Reaction to recent historical changes that have taken place in Central Europe marks Pernice’s activity in general and the installation Tiefengarage, 2008, in particular. “Tiefengarage” is a coinage that associates a psychological dimension (“Tiefenpsychologie” in German means “depth psychology”) to a specific spatial configuration, the underground parking garage, normally “Tiefgarage.” Through the arrangement of construction materials and precarious found objects, Pernice often simulates the non-places that still define much of the contemporary urban landscape, as seen in Berlin, for example, where he lives. Here, taking inspiration from characteristics of the Culturgest building (typical of the empty monumentality of corporate architecture) and including reproductions of illustrations and personal photographs from the former German Democratic Republic, Pernice examines the promises and failures of modernist rationalism.
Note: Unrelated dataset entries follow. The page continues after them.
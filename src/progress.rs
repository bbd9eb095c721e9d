// ━━━━━━━━━━━━━━━━━━━━━━━━━━━━━━━━━━━━━━━━━━━━━━━━━━━━━━━━━━━━━━━━━━━━━━━━━━━━━
// EVENTOS DE PROGRESSO
// ━━━━━━━━━━━━━━━━━━━━━━━━━━━━━━━━━━━━━━━━━━━━━━━━━━━━━━━━━━━━━━━━━━━━━━━━━━━━━

use std::sync::Arc;

use serde::Serialize;

use crate::types::TaskStatus;

/// Eventos emitidos durante uma análise
#[derive(Debug, Clone, PartialEq, Serialize)]
#[serde(tag = "type", rename_all = "snake_case")]
pub enum AnalysisProgress {
    /// Início de uma fase (passo numerado)
    Phase {
        step: u8,
        phase: String,
        message: String,
    },
    /// Uma query de pesquisa terminou
    Query {
        /// Índice da query (0-based)
        index: usize,
        total: usize,
        query: String,
        /// Documentos aceitos
        documents: usize,
        /// "ok", "empty" ou "failed"
        status: String,
    },
    /// Um backend de análise terminou
    Backend { name: String, status: TaskStatus },
    /// Uma seção foi resolvida (real ou fallback)
    Section {
        name: String,
        status: TaskStatus,
        fallback: bool,
    },
    /// Análise concluída
    Completed {
        quality_score: f64,
        elapsed_ms: u64,
        degraded_sections: usize,
    },
}

/// Tipo do callback de progresso
pub type ProgressCallback = Arc<dyn Fn(AnalysisProgress) + Send + Sync>;

/// Envia evento se houver callback configurado
pub(crate) fn emit(callback: &Option<ProgressCallback>, event: AnalysisProgress) {
    if let Some(cb) = callback {
        cb(event);
    }
}
// ━━━━━━━━━━━━━━━━━━━━━━━━━━━━━━━━━━━━━━━━━━━━━━━━━━━━━━━━━━━━━━━━━━━━━━━━━━━━━
// ORQUESTRADOR DA ANÁLISE
// ━━━━━━━━━━━━━━━━━━━━━━━━━━━━━━━━━━━━━━━━━━━━━━━━━━━━━━━━━━━━━━━━━━━━━━━━━━━━━
//
// Planejamento → pesquisa → análise semente → seções → consolidação → score.
//
// Cada fase termina numa fração fixa do orçamento total. Só a validação
// da requisição (e o modo estrito, quando pedido) retorna erro.
// ━━━━━━━━━━━━━━━━━━━━━━━━━━━━━━━━━━━━━━━━━━━━━━━━━━━━━━━━━━━━━━━━━━━━━━━━━━━━━

use std::sync::Arc;
use std::time::Duration;

use chrono::Utc;
use tokio::time::Instant;

use crate::analysis::AnalysisFanout;
use crate::config::{AnalysisConfig, PhaseBudget, StrictnessMode};
use crate::consolidator::Consolidator;
use crate::error::AnalysisError;
use crate::llm::{with_unique_names, GenerationChain, NamedBackend};
use crate::planning::QueryPlanner;
use crate::progress::{emit, AnalysisProgress, ProgressCallback};
use crate::research::{Ranker, ResearchEngine};
use crate::scoring::QualityScorer;
use crate::search::{DocumentFetcher, SearchClient};
use crate::sections::{default_catalog, ComponentScheduler, GenerationTask, SafeEnvelope};
use crate::types::{AnalysisRequest, AnalysisResult};
use crate::utils::{format_elapsed, PhaseTimer};

/// Motor de análise com dependências injetadas
///
/// # Exemplo
///
/// ```rust,ignore
/// let orchestrator = AnalysisOrchestrator::new(search, fetcher, backends, AnalysisConfig::default());
/// let result = orchestrator
///     .run_analysis(AnalysisRequest::new("fitness coaching"), Duration::from_secs(600))
///     .await?;
/// println!("score: {:.1}", result.quality_score);
/// ```
pub struct AnalysisOrchestrator {
    search: Arc<dyn SearchClient>,
    fetcher: Arc<dyn DocumentFetcher>,
    backends: Vec<NamedBackend>,
    config: AnalysisConfig,
    catalog: Vec<GenerationTask>,
    progress_callback: Option<ProgressCallback>,
}

impl AnalysisOrchestrator {
    /// Cria o orquestrador com o catálogo padrão de seções
    ///
    /// `backends` é usado duas vezes: todos em paralelo na análise semente
    /// e como cadeia de fallback (na ordem dada) para as seções. Nomes
    /// repetidos recebem sufixo.
    pub fn new(
        search: Arc<dyn SearchClient>,
        fetcher: Arc<dyn DocumentFetcher>,
        backends: Vec<NamedBackend>,
        config: AnalysisConfig,
    ) -> Self {
        Self {
            search,
            fetcher,
            backends: with_unique_names(backends),
            config,
            catalog: default_catalog(),
            progress_callback: None,
        }
    }

    pub fn with_progress_callback(mut self, callback: ProgressCallback) -> Self {
        self.progress_callback = Some(callback);
        self
    }

    /// Substitui o catálogo de seções
    pub fn with_catalog(mut self, catalog: Vec<GenerationTask>) -> Self {
        self.catalog = catalog;
        self
    }

    pub fn config(&self) -> &AnalysisConfig {
        &self.config
    }

    /// Valida o segmento (única faceta obrigatória)
    pub fn validate(&self, request: &AnalysisRequest) -> Result<(), AnalysisError> {
        let len = request.segment().chars().count();
        if len == 0 || len < self.config.min_segment_len {
            return Err(AnalysisError::Validation(format!(
                "segmento deve ter ao menos {} caracteres (recebido: {:?})",
                self.config.min_segment_len.max(1),
                request.segment()
            )));
        }
        Ok(())
    }

    /// Executa a análise completa dentro de `deadline_budget`
    ///
    /// Retorna sempre um resultado completo para requisições válidas:
    /// seções que falharam vêm via fallback e marcadas nos metadados.
    pub async fn run_analysis(
        &self,
        request: AnalysisRequest,
        deadline_budget: Duration,
    ) -> Result<AnalysisResult, AnalysisError> {
        self.validate(&request)?;

        let timer = PhaseTimer::start("run_analysis");
        let started_at = Utc::now();
        let start = Instant::now();
        let phases = &self.config.phases;
        let deadline_budget = PhaseBudget::clamp_budget(deadline_budget);
        let research_deadline = start + PhaseBudget::portion(deadline_budget, phases.research_end);
        let analysis_deadline = start + PhaseBudget::portion(deadline_budget, phases.analysis_end);
        let pipeline_deadline = start + deadline_budget;

        log::info!(
            "🚀 Análise {} iniciada: segmento {:?}, orçamento {}, modo {}",
            request.correlation_id,
            request.segment(),
            format_elapsed(deadline_budget),
            self.config.strictness
        );

        // ━━━ 1. Planejamento ━━━
        self.phase(1, "planning", "Planejando queries de pesquisa");
        let queries = QueryPlanner::new(self.config.research.max_queries).plan(&request);

        // ━━━ 2. Pesquisa ━━━
        self.phase(2, "research", &format!("Pesquisando {} queries", queries.len()));
        let engine = ResearchEngine::new(
            self.search.clone(),
            self.fetcher.clone(),
            self.config.research.clone(),
            Ranker::new(self.config.relevance.clone()),
        )
        .with_progress_callback(self.progress_callback.clone());
        let context = engine.research(&queries, &request, research_deadline).await;

        // ━━━ 3. Análise semente ━━━
        self.phase(3, "analysis", &format!("Consultando {} backends", self.backends.len()));
        let fanout = AnalysisFanout::new(self.config.prompt.clone())
            .with_progress_callback(self.progress_callback.clone())
            .analyze(&context, &request, &self.backends, analysis_deadline)
            .await;
        if fanout.all_failed() {
            log::warn!("⚠️ Nenhuma análise semente; seções usarão apenas o contexto de pesquisa");
        }

        // ━━━ 4. Seções ━━━
        self.phase(4, "sections", &format!("Gerando {} seções", self.catalog.len()));
        let chain = Arc::new(GenerationChain::new(self.backends.clone()));
        let envelope = SafeEnvelope::new(chain, self.config.sections.section_timeout);
        let sections = ComponentScheduler::new(envelope, self.config.sections.clone(), self.config.prompt.clone())
            .with_progress_callback(self.progress_callback.clone())
            .schedule(&self.catalog, &context, &request, fanout.seed.as_ref(), pipeline_deadline)
            .await;

        // ━━━ 5. Consolidação e score ━━━
        self.phase(5, "consolidation", "Consolidando resultado");
        let consolidator = Consolidator::new(&self.config.scoring, self.config.strictness);
        let mut result = consolidator.consolidate(&request, &context, fanout, sections, started_at);
        result.quality_score = QualityScorer::new(self.config.scoring.clone()).score(&result);

        let elapsed_ms = timer.stop_and_log();
        emit(
            &self.progress_callback,
            AnalysisProgress::Completed {
                quality_score: result.quality_score,
                elapsed_ms,
                degraded_sections: result.metadata.degraded_sections,
            },
        );
        log::info!(
            "✅ Análise {} concluída: score {:.1}, {} seções degradadas",
            request.correlation_id,
            result.quality_score,
            result.metadata.degraded_sections
        );

        if let StrictnessMode::Strict { threshold } = self.config.strictness {
            if result.quality_score < threshold {
                log::error!(
                    "❌ Score {:.1} abaixo do limiar {:.1} (modo estrito)",
                    result.quality_score,
                    threshold
                );
                return Err(AnalysisError::QualityBelowThreshold {
                    score: result.quality_score,
                    threshold,
                });
            }
        }

        Ok(result)
    }

    fn phase(&self, step: u8, phase: &str, message: &str) {
        log::info!("📍 [{}/5] {}", step, message);
        emit(
            &self.progress_callback,
            AnalysisProgress::Phase {
                step,
                phase: phase.to_string(),
                message: message.to_string(),
            },
        );
    }
}

#[cfg(test)]
mod tests {
    use super::*;
    use std::sync::Mutex;

    use crate::llm::MockGenerationClient;
    use crate::search::{MockDocumentFetcher, MockSearchClient};

    fn orchestrator(search: MockSearchClient, backends: Vec<NamedBackend>) -> AnalysisOrchestrator {
        AnalysisOrchestrator::new(
            Arc::new(search),
            Arc::new(MockDocumentFetcher::with_default_body("mercado fitness coaching ".repeat(40))),
            backends,
            AnalysisConfig::default(),
        )
    }

    #[tokio::test]
    async fn test_short_segment_is_rejected() {
        let orchestrator = orchestrator(MockSearchClient::new(), vec![]);
        let err = orchestrator
            .run_analysis(AnalysisRequest::new("  ab "), Duration::from_secs(5))
            .await
            .unwrap_err();
        assert!(matches!(err, AnalysisError::Validation(_)));
    }

    #[tokio::test]
    async fn test_no_backends_still_returns_every_section() {
        let orchestrator = orchestrator(MockSearchClient::new(), vec![]);
        let result = orchestrator
            .run_analysis(AnalysisRequest::new("fitness coaching"), Duration::from_secs(5))
            .await
            .unwrap();

        assert_eq!(result.sections.len(), 10);
        assert!(result.is_fully_degraded());
        assert_eq!(result.metadata.degraded_sections, 10);
        assert!(result.seed_analysis.is_none());
    }

    #[tokio::test]
    async fn test_phase_events_in_order() {
        let seen = Arc::new(Mutex::new(Vec::new()));
        let sink = seen.clone();
        let orchestrator = orchestrator(
            MockSearchClient::new(),
            vec![NamedBackend::new("primary", Arc::new(MockGenerationClient::new()))],
        )
        .with_progress_callback(Arc::new(move |event| {
            if let AnalysisProgress::Phase { step, .. } = event {
                sink.lock().unwrap().push(step);
            }
        }));

        orchestrator
            .run_analysis(AnalysisRequest::new("fitness coaching"), Duration::from_secs(5))
            .await
            .unwrap();

        assert_eq!(*seen.lock().unwrap(), vec![1, 2, 3, 4, 5]);
    }

    #[tokio::test]
    async fn test_huge_budget_saturates_instead_of_overflowing() {
        let orchestrator = orchestrator(
            MockSearchClient::new(),
            vec![NamedBackend::new("primary", Arc::new(MockGenerationClient::new()))],
        );

        for budget in [Duration::MAX, Duration::from_secs(u64::MAX)] {
            let result = orchestrator
                .run_analysis(AnalysisRequest::new("fitness coaching"), budget)
                .await
                .unwrap();
            assert_eq!(result.sections.len(), 10);
            assert!(!result.research.stats.deadline_reached);
        }
    }

    #[tokio::test]
    async fn test_strict_mode_rejects_low_score() {
        let orchestrator = AnalysisOrchestrator::new(
            Arc::new(MockSearchClient::failing()),
            Arc::new(MockDocumentFetcher::with_default_body("x")),
            vec![],
            AnalysisConfig::default().strict(95.0),
        );

        let err = orchestrator
            .run_analysis(AnalysisRequest::new("fitness coaching"), Duration::from_secs(5))
            .await
            .unwrap_err();
        assert!(matches!(err, AnalysisError::QualityBelowThreshold { .. }));
    }
}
Something similar could be said of MacPherson’s most emblematic series of works, such as “Frog Poems,” 1982–, and “Mayfair,” 1992–. In the first case, the labeling of trivial objects (such as shirts or shoes) with the Latin names of Australian frogs written in wood placards results in an ironic dissociation derived from the juxtaposition of vernacular elements with an erudite language. In the second, stenciled texts painted on Masonite panels evoke a vision from the street—like the placards carried by protesters, for example—and suggest the sense of urgency that marks political activism. Though anchored in a formalist approach to materials, both MacPherson’s and Pernice’s investigations possess an intellectual component that echoes Šedá’s project, demonstrating Smith’s discernment in bringing together these singular projects.

Miguel Amado

Translated from Portuguese by Clifford E. Landers.